Airport in Montana, US

Lincoln Airport is a public use airport located two nautical miles (4 km) east of the central business district of Lincoln, in Lewis and Clark County, Montana, United States. It is owned by the Montana Aeronautics Division. This airport is included in the National Plan of Integrated Airport Systems for 2011–2015, which categorized it as a general aviation facility.

== Facilities and aircraft ==
Lincoln Airport covers an area of 110 acres (45 ha) at an elevation of 4,603 feet (1,403 m) above mean sea level.
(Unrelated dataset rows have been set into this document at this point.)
//! Integration tests for the `cyp` CLI surface.

mod common;

use tempfile::TempDir;

fn json_stdout(result: &common::CmdResult) -> serde_json::Value {
    serde_json::from_str(result.stdout.trim()).unwrap_or_else(|e| {
        panic!(
            "stdout is not JSON ({e}); log: {}",
            result.log_path.display()
        )
    })
}

#[test]
fn help_command_prints_usage() {
    let result = common::run_cli_case("help_command_prints_usage", &["--help"]);
    assert!(
        result.status.success(),
        "expected success; log: {}",
        result.log_path.display()
    );
    assert!(
        result.stdout.contains("Usage: cyp [OPTIONS] <COMMAND>"),
        "missing help banner; log: {}",
        result.log_path.display()
    );
}

#[test]
fn version_command_prints_version() {
    let result = common::run_cli_case("version_command_prints_version", &["--version"]);
    assert!(
        result.status.success(),
        "expected success; log: {}",
        result.log_path.display()
    );
    assert!(
        result.stdout.contains("cyp"),
        "missing version output; log: {}",
        result.log_path.display()
    );
}

#[test]
fn predict_without_artifact_runs_demo_mode() {
    let result = common::run_cli_case(
        "predict_without_artifact_runs_demo_mode",
        &["predict", "--temperature", "30", "--soil-moisture", "45", "--area", "100"],
    );
    assert!(
        result.status.success(),
        "expected success; log: {}",
        result.log_path.display()
    );
    assert!(
        result.stderr.contains("No model found") && result.stderr.contains("DEMO MODE"),
        "missing demo banner; log: {}",
        result.log_path.display()
    );
    assert!(
        result.stdout.contains("Predicted Yield:   1.050 per unit")
            && result.stdout.contains("Total Production:  105.00 units"),
        "unexpected prediction card; log: {}",
        result.log_path.display()
    );
}

#[test]
fn json_mode_outputs_structured_payload() {
    let result = common::run_cli_case(
        "json_mode_outputs_structured_payload",
        &["predict", "--json", "--year", "2025"],
    );
    assert!(
        result.status.success(),
        "expected success; log: {}",
        result.log_path.display()
    );
    let json = json_stdout(&result);
    assert_eq!(json["command"], "predict");
    assert_eq!(json["notice"]["status"], "demo_mode");
    assert_eq!(json["result"]["variant"], "demo");
    let years: Vec<i64> = json["result"]["trend_series"]
        .as_array()
        .unwrap()
        .iter()
        .map(|p| p["year"].as_i64().unwrap())
        .collect();
    assert_eq!(years, vec![2023, 2024, 2025, 2026]);
}

#[test]
fn predict_uses_model_artifact_from_working_directory() {
    let workdir = TempDir::new().unwrap();
    std::fs::write(
        workdir.path().join("crop_yield_model.json"),
        common::CONSTANT_MODEL,
    )
    .unwrap();
    let result = common::run_cli_case_in(
        "predict_uses_model_artifact_from_working_directory",
        &["predict", "--json", "--area", "40"],
        workdir.path(),
    );
    assert!(
        result.status.success(),
        "expected success; log: {}",
        result.log_path.display()
    );
    let json = json_stdout(&result);
    assert_eq!(json["notice"]["status"], "model_loaded");
    assert_eq!(json["result"]["variant"], "model");
    assert_eq!(json["result"]["yield_per_unit"], 2.5);
    assert_eq!(json["result"]["total_production"], 100.0);
}

#[test]
fn corrupt_artifact_falls_back_with_load_failure_notice() {
    let workdir = TempDir::new().unwrap();
    let model = workdir.path().join("broken.json");
    std::fs::write(&model, "{ truncated").unwrap();
    let model_arg = model.display().to_string();
    let result = common::run_cli_case_in(
        "corrupt_artifact_falls_back_with_load_failure_notice",
        &["predict", "--model", model_arg.as_str()],
        workdir.path(),
    );
    assert!(
        result.status.success(),
        "expected success; log: {}",
        result.log_path.display()
    );
    assert!(
        result.stderr.contains("could not be loaded") && !result.stderr.contains("No model found"),
        "expected load-failure banner; log: {}",
        result.log_path.display()
    );
    assert!(
        result.stdout.contains("cyp prediction (demo)"),
        "expected demo prediction; log: {}",
        result.log_path.display()
    );
}

#[test]
fn model_rejecting_row_is_a_hard_error() {
    let workdir = TempDir::new().unwrap();
    std::fs::write(
        workdir.path().join("crop_yield_model.json"),
        r#"{"format_version": 1, "root": {"kind": "numeric", "column": "Rainfall",
            "threshold": 1.0, "below": {"kind": "leaf", "value": 1.0},
            "above": {"kind": "leaf", "value": 2.0}}}"#,
    )
    .unwrap();
    let result = common::run_cli_case_in(
        "model_rejecting_row_is_a_hard_error",
        &["predict"],
        workdir.path(),
    );
    assert!(
        !result.status.success(),
        "expected failure; log: {}",
        result.log_path.display()
    );
    assert!(
        result.stderr.contains("CYP-3002") && !result.stdout.contains("Predicted Yield"),
        "invocation error must not fall back to demo; log: {}",
        result.log_path.display()
    );
}

#[test]
fn district_outside_state_is_rejected() {
    let result = common::run_cli_case(
        "district_outside_state_is_rejected",
        &["predict", "--json", "--state", "Bihar", "--district", "GUNTUR"],
    );
    assert!(
        !result.status.success(),
        "expected failure; log: {}",
        result.log_path.display()
    );
    let json = json_stdout(&result);
    assert_eq!(json["command"], "predict");
    assert_eq!(json["code"], "CYP-2002");
}

#[test]
fn out_of_range_temperature_is_rejected() {
    let result = common::run_cli_case(
        "out_of_range_temperature_is_rejected",
        &["predict", "--temperature", "55"],
    );
    assert!(
        !result.status.success() && result.stderr.contains("CYP-2005"),
        "expected range rejection; log: {}",
        result.log_path.display()
    );
}

#[test]
fn status_reports_demo_mode() {
    let result = common::run_cli_case("status_reports_demo_mode", &["status", "--json"]);
    assert!(
        result.status.success(),
        "expected success; log: {}",
        result.log_path.display()
    );
    let json = json_stdout(&result);
    assert_eq!(json["command"], "status");
    assert_eq!(json["predictor"], "demo");
    assert_eq!(json["notice"]["status"], "demo_mode");
}

#[test]
fn reference_lists_districts_of_state() {
    let result = common::run_cli_case("reference_lists_districts_of_state", &["reference", "Bihar"]);
    assert!(
        result.status.success() && result.stdout.contains("BEGUSARAI"),
        "expected Bihar districts; log: {}",
        result.log_path.display()
    );
    let unknown = common::run_cli_case("reference_unknown_state", &["reference", "Atlantis"]);
    assert!(
        !unknown.status.success() && unknown.stderr.contains("CYP-2001"),
        "expected unknown state; log: {}",
        unknown.log_path.display()
    );
}

#[test]
fn config_file_drives_reference_tables_and_activity_log() {
    let workdir = TempDir::new().unwrap();
    let log_path = workdir.path().join("activity.jsonl");
    let config_path = workdir.path().join("cyp.toml");
    std::fs::write(
        &config_path,
        format!(
            r#"
[logging]
jsonl_path = "{}"

[reference]
seasons = ["Rabi"]
crops = ["Wheat"]

[[reference.states]]
name = "Punjab"
districts = ["LUDHIANA"]
"#,
            log_path.display()
        ),
    )
    .unwrap();
    let config_arg = config_path.display().to_string();

    let result = common::run_cli_case_in(
        "config_file_drives_reference_tables_and_activity_log",
        &["predict", "--config", config_arg.as_str(), "--json"],
        workdir.path(),
    );
    assert!(
        result.status.success(),
        "expected success; log: {}",
        result.log_path.display()
    );
    let json = json_stdout(&result);
    assert_eq!(json["input"]["state"], "Punjab");
    assert_eq!(json["input"]["district"], "LUDHIANA");
    assert_eq!(json["input"]["crop"], "Wheat");

    let log = std::fs::read_to_string(&log_path).unwrap();
    let events: Vec<serde_json::Value> = log
        .lines()
        .map(|line| serde_json::from_str(line).unwrap())
        .collect();
    assert_eq!(events.len(), 2);
    assert_eq!(events[0]["event"], "predictor_resolved");
    assert_eq!(events[1]["event"], "prediction_served");
}

#[test]
fn missing_config_file_is_an_error() {
    let result = common::run_cli_case(
        "missing_config_file_is_an_error",
        &["config", "--config", "does-not-exist.toml"],
    );
    assert!(
        !result.status.success() && result.stderr.contains("CYP-1002"),
        "expected missing config error; log: {}",
        result.log_path.display()
    );
}

#[test]
fn completions_command_generates_shell_script() {
    let result = common::run_cli_case(
        "completions_command_generates_shell_script",
        &["completions", "bash"],
    );
    assert!(
        result.status.success(),
        "expected success; log: {}",
        result.log_path.display()
    );
    assert!(
        result.stdout.contains("cyp"),
        "expected completion script contents; log: {}",
        result.log_path.display()
    );
}

#[test]
fn predict_help_describes_selection_flags() {
    let result = common::run_cli_case("predict_help_describes_selection_flags", &["predict", "--help"]);
    assert!(
        result.status.success(),
        "expected success; log: {}",
        result.log_path.display()
    );
    for needle in ["first state", "first district", "first listed crop", "first season"] {
        assert!(
            result.stdout.contains(needle),
            "missing {needle:?} in help; log: {}",
            result.log_path.display()
        );
    }
}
It has one runway designated 4/22 with an asphalt surface measuring 4,239 by 75 feet (1,292 x 23 m).

For the 12-month period ending September 24, 2010, the airport had 4,115 aircraft operations, an average of 11 per day: 80% general aviation, 17% air taxi, and 3% military. At that time there were nine single-engine aircraft based at this airport.